What to produce:
What is needed here is an exact repetition of the records below, beginning at the line that has "repository 1978274362d4c4a8" and stopping after the line that has "decoded server frame".
[Given data — start]
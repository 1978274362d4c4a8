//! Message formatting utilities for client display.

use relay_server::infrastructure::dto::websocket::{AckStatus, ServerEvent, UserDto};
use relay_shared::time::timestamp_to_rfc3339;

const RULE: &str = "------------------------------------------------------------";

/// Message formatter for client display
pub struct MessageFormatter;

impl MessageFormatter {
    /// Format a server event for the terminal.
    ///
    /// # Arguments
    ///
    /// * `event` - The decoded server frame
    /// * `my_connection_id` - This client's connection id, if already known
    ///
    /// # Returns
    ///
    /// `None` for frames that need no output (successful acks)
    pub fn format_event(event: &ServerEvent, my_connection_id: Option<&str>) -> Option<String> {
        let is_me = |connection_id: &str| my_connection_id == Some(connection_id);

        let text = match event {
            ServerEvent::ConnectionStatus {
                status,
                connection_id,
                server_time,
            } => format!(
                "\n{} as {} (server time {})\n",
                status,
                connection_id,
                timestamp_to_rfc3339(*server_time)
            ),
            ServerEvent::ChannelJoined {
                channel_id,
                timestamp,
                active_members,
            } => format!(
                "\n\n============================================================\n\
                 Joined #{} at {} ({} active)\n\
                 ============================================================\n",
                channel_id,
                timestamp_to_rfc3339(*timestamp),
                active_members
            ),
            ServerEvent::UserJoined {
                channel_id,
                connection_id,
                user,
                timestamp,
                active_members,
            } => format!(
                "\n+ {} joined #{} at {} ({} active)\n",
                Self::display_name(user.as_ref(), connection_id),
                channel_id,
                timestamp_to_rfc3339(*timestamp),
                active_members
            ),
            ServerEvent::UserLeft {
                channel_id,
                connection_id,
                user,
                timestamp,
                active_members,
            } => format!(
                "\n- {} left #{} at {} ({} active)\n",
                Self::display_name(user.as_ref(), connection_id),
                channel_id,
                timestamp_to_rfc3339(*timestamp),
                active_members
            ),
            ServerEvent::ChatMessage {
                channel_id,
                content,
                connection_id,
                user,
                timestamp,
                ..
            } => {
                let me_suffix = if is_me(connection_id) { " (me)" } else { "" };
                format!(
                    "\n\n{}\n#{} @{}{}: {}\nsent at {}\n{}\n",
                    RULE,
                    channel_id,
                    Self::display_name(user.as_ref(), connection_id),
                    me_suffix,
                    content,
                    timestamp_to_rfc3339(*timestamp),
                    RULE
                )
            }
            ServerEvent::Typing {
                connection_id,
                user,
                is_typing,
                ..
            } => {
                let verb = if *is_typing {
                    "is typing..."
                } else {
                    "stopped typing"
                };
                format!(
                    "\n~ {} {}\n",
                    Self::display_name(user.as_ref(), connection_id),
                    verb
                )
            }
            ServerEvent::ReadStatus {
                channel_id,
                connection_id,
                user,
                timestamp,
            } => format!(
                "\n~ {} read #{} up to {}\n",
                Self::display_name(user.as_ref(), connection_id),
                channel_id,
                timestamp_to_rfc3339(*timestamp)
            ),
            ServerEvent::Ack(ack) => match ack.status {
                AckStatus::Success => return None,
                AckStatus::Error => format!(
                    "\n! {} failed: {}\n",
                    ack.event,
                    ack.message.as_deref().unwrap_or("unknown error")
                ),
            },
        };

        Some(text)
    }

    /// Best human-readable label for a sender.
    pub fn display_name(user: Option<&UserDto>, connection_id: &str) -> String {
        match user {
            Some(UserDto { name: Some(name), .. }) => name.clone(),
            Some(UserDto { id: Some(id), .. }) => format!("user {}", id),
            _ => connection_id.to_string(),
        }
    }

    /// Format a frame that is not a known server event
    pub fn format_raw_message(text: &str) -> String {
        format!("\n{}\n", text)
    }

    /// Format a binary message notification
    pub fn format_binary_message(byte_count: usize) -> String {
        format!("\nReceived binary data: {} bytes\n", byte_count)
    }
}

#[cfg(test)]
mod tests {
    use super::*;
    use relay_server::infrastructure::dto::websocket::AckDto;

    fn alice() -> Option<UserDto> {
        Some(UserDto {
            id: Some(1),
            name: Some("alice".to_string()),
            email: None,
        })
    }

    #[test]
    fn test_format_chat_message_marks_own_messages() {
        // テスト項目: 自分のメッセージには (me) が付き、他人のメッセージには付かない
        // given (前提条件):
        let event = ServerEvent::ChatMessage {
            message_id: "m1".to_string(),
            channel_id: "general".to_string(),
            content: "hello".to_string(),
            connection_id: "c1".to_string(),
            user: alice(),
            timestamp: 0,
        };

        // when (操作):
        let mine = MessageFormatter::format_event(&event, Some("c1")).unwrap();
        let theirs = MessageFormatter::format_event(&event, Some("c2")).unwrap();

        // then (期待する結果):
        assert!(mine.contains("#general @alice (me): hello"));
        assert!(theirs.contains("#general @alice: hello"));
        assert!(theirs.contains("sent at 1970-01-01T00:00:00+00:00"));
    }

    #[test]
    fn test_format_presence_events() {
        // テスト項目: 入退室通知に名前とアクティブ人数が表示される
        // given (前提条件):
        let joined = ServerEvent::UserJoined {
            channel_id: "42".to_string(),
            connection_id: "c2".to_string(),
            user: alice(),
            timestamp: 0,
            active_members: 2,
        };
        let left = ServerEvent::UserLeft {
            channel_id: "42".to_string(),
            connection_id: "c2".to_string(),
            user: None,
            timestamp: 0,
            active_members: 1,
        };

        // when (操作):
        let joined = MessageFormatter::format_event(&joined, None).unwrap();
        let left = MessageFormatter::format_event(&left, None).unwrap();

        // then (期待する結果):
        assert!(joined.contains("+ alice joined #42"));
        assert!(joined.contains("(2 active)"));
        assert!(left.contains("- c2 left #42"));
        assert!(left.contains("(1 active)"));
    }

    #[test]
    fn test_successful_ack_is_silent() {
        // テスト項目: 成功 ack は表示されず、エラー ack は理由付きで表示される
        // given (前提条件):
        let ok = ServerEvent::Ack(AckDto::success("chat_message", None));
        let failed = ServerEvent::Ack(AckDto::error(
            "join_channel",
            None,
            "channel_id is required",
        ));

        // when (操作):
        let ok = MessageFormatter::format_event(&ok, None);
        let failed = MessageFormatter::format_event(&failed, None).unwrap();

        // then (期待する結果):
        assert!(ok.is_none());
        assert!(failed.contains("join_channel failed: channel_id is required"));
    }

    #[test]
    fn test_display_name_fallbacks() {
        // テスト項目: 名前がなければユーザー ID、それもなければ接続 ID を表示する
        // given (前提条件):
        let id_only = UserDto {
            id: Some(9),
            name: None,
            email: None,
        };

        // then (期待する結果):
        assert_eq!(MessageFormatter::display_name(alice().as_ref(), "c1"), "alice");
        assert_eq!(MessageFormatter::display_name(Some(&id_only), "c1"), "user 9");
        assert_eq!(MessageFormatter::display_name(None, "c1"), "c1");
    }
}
[Given data — finish]
[Given data — start]
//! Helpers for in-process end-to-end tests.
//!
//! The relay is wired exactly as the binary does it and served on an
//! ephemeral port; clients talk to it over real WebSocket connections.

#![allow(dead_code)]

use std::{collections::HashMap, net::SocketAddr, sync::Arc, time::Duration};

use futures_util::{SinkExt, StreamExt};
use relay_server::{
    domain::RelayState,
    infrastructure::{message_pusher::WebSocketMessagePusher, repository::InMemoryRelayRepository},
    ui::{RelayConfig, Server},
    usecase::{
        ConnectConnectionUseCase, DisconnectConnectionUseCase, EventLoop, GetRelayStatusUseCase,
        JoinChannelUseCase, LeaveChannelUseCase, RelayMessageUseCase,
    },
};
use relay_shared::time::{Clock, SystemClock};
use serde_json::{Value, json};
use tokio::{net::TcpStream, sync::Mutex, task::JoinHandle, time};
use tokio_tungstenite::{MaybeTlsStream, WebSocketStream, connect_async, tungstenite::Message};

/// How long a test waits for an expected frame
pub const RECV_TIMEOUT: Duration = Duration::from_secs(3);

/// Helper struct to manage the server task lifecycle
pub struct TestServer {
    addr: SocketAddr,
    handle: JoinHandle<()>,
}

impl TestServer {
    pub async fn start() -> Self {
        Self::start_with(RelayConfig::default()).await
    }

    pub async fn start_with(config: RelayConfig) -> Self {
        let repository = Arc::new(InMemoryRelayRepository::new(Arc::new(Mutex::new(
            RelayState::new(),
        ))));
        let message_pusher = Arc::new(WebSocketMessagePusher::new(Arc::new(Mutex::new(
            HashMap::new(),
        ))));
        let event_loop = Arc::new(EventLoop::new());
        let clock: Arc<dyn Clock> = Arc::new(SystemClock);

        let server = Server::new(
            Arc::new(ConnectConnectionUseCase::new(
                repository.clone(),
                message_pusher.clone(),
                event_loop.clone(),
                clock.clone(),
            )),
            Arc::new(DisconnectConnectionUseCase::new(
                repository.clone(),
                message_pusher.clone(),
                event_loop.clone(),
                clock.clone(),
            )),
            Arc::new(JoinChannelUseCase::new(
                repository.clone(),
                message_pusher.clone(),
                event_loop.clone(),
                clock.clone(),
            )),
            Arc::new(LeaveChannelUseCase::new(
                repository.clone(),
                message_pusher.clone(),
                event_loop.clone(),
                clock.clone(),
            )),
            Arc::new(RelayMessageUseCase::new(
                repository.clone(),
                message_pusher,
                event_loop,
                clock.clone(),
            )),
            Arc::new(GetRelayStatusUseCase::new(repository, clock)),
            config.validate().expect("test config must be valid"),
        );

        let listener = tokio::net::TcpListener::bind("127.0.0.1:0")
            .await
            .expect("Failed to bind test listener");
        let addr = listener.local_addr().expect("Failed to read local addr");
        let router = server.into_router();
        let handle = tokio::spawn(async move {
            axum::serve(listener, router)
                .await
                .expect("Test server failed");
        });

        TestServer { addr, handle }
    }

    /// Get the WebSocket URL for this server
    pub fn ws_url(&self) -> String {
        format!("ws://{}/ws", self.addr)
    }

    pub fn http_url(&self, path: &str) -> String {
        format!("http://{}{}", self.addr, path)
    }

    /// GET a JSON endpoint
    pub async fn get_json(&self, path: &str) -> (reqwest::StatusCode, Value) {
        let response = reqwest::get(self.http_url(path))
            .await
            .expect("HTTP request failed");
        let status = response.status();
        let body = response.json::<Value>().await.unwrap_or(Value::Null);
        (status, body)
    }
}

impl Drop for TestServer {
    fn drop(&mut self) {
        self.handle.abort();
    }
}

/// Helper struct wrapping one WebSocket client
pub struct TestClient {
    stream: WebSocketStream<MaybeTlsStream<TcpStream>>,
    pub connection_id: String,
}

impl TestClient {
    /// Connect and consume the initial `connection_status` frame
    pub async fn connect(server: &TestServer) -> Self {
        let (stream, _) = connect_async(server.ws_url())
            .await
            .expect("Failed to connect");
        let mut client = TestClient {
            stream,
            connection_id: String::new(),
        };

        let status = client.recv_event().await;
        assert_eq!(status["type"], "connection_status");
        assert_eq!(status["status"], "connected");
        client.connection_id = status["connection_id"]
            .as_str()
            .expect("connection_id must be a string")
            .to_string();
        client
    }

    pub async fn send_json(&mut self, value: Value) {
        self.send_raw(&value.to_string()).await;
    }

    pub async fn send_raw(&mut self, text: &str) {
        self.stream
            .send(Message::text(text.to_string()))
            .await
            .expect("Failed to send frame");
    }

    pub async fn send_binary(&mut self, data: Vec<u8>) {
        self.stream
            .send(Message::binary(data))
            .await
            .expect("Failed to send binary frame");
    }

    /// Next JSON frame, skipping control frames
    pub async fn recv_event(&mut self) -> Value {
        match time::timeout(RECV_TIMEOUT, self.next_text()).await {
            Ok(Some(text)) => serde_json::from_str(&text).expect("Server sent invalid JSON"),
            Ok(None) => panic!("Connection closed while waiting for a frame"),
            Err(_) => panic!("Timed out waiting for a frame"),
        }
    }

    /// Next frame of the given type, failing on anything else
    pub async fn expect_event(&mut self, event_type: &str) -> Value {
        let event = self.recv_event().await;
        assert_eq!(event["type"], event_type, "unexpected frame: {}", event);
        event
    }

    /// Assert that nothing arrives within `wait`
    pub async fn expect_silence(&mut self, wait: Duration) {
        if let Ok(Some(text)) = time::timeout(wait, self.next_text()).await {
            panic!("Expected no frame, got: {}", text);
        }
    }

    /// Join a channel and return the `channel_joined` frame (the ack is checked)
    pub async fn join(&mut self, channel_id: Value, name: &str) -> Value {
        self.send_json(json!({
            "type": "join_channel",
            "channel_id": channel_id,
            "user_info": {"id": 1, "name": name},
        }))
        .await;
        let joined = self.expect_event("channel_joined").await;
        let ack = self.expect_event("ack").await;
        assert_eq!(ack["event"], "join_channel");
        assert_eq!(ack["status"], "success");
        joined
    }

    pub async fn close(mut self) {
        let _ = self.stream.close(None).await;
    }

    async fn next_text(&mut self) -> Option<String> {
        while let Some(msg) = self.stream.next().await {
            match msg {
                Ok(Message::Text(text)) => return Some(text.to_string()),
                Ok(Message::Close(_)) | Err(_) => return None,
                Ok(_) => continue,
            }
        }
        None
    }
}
[Given data — finish]
Written response:
repository 1978274362d4c4a8
//! Message formatting utilities for client display.

use relay_server::infrastructure::dto::websocket::{AckStatus, ServerEvent, UserDto};
use relay_shared::time::timestamp_to_rfc3339;

const RULE: &str = "------------------------------------------------------------";

/// Message formatter for client display
pub struct MessageFormatter;

impl MessageFormatter {
    /// Format a server event for the terminal.
    ///
    /// # Arguments
    ///
    /// * `event` - The decoded server frame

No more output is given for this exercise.